# AIM OF THE EXERCISE:
Scan the lines below for "const" and copy the matches.

*** MATERIAL FOR THIS TASK ***

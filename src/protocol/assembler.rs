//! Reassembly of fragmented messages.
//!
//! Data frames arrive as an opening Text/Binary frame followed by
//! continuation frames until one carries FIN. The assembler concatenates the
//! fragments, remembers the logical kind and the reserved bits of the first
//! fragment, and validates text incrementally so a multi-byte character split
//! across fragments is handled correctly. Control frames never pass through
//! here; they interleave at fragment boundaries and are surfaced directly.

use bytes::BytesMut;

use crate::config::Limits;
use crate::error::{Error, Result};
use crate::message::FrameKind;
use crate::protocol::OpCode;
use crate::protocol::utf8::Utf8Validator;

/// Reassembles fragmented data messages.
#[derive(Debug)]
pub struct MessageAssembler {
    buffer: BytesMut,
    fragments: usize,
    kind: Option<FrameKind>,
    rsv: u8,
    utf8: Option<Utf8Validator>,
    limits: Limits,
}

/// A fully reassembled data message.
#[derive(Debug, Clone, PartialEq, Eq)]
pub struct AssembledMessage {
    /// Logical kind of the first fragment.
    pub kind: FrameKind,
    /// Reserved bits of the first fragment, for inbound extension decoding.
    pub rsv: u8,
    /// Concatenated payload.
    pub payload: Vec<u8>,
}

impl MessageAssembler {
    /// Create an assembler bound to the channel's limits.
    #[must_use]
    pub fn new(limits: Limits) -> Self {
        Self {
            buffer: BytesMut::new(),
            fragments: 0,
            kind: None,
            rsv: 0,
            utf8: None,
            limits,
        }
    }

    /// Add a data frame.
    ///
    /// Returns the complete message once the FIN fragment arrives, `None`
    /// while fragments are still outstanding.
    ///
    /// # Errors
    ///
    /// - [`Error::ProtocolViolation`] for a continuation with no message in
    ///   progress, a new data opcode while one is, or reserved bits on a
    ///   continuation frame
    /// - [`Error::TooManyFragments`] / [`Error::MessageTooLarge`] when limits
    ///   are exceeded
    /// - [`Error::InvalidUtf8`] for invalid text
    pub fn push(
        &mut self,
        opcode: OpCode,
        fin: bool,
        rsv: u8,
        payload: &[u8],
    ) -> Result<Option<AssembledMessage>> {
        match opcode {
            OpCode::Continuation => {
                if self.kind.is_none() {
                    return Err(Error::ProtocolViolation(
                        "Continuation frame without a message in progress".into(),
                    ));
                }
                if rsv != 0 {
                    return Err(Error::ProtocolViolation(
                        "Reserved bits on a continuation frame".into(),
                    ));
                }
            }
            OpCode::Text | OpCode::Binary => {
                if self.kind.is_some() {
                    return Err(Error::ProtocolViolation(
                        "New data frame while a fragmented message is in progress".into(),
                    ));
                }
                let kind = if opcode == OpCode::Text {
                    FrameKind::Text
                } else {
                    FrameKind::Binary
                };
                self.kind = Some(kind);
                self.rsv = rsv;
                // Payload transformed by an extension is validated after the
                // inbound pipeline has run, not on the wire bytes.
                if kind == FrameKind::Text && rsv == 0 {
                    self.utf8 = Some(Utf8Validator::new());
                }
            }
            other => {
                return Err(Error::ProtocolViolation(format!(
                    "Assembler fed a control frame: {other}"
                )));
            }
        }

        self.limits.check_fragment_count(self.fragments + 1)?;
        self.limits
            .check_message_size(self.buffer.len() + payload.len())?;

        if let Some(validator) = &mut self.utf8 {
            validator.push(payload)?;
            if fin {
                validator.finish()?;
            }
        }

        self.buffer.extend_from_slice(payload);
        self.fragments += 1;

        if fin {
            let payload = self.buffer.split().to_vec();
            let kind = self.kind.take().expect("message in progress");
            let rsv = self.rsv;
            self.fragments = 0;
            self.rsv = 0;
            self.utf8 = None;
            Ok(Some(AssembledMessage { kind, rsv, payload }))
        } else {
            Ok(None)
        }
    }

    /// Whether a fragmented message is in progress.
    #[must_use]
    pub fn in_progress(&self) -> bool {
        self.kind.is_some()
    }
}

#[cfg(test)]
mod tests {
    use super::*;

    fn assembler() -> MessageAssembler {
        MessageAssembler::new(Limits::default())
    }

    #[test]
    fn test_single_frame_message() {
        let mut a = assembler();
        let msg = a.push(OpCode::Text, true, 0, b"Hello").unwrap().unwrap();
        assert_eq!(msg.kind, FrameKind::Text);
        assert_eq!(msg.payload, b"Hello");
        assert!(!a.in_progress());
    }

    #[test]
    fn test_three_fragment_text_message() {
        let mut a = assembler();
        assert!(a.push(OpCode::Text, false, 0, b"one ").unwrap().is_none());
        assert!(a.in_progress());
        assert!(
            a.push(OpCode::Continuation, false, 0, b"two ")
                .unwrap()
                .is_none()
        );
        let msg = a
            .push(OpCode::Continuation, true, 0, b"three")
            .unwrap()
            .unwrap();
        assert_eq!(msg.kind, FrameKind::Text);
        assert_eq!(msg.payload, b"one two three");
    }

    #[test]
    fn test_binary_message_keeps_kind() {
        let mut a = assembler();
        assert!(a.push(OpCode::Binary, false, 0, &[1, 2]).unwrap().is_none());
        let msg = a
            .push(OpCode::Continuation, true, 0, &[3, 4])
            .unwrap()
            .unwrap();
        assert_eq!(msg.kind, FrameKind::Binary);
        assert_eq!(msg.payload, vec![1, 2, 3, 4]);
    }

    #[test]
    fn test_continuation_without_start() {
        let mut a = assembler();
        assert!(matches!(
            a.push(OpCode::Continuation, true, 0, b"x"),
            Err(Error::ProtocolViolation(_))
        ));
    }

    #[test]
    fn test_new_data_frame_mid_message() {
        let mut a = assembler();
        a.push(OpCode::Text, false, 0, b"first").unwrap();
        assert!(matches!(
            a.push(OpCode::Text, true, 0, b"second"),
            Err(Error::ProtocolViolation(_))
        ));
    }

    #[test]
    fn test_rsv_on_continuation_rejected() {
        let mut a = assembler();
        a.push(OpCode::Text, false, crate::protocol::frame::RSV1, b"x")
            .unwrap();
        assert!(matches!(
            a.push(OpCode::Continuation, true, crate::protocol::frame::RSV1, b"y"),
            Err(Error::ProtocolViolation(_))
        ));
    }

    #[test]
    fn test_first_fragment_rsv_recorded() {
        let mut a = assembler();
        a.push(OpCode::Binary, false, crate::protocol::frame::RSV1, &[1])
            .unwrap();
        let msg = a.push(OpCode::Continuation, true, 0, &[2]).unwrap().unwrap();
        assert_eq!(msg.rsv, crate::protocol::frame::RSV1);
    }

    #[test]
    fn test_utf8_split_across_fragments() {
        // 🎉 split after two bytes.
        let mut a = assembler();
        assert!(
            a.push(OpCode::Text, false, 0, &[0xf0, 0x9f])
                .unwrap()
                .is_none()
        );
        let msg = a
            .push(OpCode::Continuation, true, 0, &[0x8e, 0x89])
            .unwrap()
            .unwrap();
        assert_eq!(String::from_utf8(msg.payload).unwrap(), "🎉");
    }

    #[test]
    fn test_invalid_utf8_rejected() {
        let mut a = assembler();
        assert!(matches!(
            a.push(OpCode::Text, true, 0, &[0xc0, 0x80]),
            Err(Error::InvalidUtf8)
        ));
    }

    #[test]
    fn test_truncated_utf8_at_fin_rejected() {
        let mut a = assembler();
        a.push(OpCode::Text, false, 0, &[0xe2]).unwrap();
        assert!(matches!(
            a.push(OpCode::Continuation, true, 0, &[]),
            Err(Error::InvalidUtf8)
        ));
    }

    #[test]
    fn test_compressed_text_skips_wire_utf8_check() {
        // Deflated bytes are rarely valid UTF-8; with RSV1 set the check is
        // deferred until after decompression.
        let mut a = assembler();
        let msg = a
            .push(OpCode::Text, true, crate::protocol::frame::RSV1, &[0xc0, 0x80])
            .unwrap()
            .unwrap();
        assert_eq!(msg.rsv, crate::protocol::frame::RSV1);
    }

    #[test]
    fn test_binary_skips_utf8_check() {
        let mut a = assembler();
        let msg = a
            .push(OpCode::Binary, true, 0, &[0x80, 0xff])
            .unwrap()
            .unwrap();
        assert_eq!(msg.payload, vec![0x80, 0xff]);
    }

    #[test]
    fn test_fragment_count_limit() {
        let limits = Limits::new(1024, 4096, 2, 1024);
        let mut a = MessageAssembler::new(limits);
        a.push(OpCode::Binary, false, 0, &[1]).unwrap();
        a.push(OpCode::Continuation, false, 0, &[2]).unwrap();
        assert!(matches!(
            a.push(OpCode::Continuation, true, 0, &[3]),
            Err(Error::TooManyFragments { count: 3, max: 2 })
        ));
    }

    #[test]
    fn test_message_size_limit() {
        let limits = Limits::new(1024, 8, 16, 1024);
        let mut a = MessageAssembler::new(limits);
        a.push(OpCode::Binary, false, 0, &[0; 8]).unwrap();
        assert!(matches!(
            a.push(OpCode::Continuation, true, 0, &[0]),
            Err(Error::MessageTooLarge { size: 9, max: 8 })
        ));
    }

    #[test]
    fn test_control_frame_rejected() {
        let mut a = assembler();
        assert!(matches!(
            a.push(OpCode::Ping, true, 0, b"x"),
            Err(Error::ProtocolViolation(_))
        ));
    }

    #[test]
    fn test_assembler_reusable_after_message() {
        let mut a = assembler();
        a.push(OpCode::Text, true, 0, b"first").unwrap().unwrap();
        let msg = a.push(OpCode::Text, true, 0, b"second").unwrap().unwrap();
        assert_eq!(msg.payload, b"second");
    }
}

*** End of MATERIAL FOR THIS TASK ***
*** MATERIAL FOR THIS TASK ***

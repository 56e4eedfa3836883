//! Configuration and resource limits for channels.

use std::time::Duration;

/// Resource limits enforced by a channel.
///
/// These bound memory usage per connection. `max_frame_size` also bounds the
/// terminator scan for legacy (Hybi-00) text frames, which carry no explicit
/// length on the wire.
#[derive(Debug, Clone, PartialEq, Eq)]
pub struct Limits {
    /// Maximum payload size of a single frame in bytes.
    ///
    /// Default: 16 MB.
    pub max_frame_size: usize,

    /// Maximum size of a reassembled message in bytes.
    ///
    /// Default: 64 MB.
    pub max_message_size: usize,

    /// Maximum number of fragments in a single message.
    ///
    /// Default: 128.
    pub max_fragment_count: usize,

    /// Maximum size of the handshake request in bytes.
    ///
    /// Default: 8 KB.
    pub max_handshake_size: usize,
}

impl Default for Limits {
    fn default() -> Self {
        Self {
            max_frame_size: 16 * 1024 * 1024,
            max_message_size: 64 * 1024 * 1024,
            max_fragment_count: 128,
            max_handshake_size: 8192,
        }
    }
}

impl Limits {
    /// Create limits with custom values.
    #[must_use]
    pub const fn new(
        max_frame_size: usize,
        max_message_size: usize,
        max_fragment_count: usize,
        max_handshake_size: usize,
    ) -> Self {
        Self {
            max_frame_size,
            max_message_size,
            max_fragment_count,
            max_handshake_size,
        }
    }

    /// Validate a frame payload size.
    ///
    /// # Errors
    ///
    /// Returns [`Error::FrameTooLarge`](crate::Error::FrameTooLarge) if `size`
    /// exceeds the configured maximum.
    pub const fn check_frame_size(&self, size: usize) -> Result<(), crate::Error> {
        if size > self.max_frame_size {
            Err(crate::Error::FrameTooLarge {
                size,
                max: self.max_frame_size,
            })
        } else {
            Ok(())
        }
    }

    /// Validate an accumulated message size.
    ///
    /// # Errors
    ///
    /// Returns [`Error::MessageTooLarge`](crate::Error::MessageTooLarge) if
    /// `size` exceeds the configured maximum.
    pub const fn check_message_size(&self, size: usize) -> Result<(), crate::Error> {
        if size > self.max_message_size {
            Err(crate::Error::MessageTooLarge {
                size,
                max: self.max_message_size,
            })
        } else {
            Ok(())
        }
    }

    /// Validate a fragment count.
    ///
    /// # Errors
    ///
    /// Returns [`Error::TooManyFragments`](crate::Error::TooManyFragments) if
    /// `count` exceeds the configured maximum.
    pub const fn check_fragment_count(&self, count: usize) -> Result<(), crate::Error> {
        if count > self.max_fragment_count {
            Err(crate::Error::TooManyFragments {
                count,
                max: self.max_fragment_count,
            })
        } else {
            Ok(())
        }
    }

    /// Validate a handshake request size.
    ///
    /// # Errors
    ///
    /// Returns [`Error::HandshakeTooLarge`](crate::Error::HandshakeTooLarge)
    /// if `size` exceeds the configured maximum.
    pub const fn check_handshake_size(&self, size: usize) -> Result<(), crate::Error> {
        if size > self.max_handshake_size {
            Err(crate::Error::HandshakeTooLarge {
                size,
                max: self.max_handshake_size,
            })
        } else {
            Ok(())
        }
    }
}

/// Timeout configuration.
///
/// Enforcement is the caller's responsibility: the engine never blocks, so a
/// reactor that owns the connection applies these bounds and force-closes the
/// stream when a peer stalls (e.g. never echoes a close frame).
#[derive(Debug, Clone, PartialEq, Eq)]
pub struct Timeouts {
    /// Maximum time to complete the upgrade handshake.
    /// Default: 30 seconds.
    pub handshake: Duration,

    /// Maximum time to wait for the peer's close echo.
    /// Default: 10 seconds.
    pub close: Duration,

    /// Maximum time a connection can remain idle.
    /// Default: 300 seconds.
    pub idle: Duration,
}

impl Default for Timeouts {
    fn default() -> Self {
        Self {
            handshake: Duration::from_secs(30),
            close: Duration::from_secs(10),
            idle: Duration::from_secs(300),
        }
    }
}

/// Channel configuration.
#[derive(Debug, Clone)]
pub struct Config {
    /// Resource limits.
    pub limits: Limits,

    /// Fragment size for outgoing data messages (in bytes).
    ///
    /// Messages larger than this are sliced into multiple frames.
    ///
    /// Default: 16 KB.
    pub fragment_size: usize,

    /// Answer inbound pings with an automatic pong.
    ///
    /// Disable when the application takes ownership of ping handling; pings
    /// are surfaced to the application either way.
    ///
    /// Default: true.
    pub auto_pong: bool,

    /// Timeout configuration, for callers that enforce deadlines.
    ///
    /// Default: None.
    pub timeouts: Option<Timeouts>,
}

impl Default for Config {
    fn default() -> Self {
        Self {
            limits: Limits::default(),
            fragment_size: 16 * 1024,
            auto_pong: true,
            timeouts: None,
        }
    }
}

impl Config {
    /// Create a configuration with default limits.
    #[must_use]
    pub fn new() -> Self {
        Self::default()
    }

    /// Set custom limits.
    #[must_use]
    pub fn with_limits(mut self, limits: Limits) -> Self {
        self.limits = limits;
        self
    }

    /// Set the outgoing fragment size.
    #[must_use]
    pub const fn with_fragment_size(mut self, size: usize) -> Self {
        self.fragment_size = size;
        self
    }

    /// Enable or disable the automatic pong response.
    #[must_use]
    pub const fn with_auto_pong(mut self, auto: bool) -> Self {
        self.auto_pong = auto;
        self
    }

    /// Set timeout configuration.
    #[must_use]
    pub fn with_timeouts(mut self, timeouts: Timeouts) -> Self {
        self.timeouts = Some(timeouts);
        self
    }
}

*** End of MATERIAL FOR THIS TASK ***
*** MATERIAL FOR THIS TASK ***

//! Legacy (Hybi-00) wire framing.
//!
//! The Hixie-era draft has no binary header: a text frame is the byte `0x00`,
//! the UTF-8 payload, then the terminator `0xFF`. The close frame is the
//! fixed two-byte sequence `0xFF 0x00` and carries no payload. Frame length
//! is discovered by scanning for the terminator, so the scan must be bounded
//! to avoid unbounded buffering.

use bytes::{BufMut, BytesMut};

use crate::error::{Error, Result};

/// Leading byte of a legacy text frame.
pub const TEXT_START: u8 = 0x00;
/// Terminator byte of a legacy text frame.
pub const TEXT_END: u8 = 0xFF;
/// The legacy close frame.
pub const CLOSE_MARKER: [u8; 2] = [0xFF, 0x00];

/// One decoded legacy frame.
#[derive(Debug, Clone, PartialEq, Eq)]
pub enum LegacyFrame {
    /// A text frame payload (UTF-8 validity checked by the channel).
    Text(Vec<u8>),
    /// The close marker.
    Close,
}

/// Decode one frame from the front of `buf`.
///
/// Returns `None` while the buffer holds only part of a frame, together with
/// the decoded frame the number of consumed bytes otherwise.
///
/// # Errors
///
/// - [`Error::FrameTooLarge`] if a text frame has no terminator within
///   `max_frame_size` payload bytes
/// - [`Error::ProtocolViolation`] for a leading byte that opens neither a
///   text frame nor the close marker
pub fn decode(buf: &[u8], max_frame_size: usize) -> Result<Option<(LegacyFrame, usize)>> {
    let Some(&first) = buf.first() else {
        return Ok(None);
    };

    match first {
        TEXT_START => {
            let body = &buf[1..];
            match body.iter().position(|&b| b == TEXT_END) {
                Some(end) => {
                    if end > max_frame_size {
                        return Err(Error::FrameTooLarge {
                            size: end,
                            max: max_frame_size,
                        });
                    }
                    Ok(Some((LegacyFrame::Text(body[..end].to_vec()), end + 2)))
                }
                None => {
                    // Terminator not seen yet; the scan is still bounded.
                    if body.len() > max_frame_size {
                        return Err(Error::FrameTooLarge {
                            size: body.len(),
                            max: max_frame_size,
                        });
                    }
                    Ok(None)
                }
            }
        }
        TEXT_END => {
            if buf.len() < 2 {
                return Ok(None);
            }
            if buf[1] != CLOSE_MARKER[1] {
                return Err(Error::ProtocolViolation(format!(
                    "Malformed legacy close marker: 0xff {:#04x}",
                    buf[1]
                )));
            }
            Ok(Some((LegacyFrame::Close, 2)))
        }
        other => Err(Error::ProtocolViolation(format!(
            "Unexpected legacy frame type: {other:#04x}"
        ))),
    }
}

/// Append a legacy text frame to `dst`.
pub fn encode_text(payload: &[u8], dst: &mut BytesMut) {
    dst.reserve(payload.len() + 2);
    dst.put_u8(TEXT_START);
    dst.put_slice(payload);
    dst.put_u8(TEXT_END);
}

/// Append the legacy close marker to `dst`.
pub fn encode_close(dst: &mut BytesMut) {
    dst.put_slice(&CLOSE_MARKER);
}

*** End of MATERIAL FOR THIS TASK ***

# SOLUTION BELOW:
    pub const fn new(
    pub const fn check_frame_size(&self, size: usize) -> Result<(), crate::Error> {
    pub const fn check_message_size(&self, size: usize) -> Result<(), crate::Error> {
    pub const fn check_fragment_count(&self, count: usize) -> Result<(), crate::Error> {
    pub const fn check_handshake_size(&self, size: usize) -> Result<(), crate::Error> {
    pub const fn with_fragment_size(mut self, size: usize) -> Self {
    pub const fn with_auto_pong(mut self, auto: bool) -> Self {
pub const TEXT_START: u8 = 0x00;
pub const TEXT_END: u8 = 0xFF;
pub const CLOSE_MARKER: [u8; 2] = [0xFF, 0x00];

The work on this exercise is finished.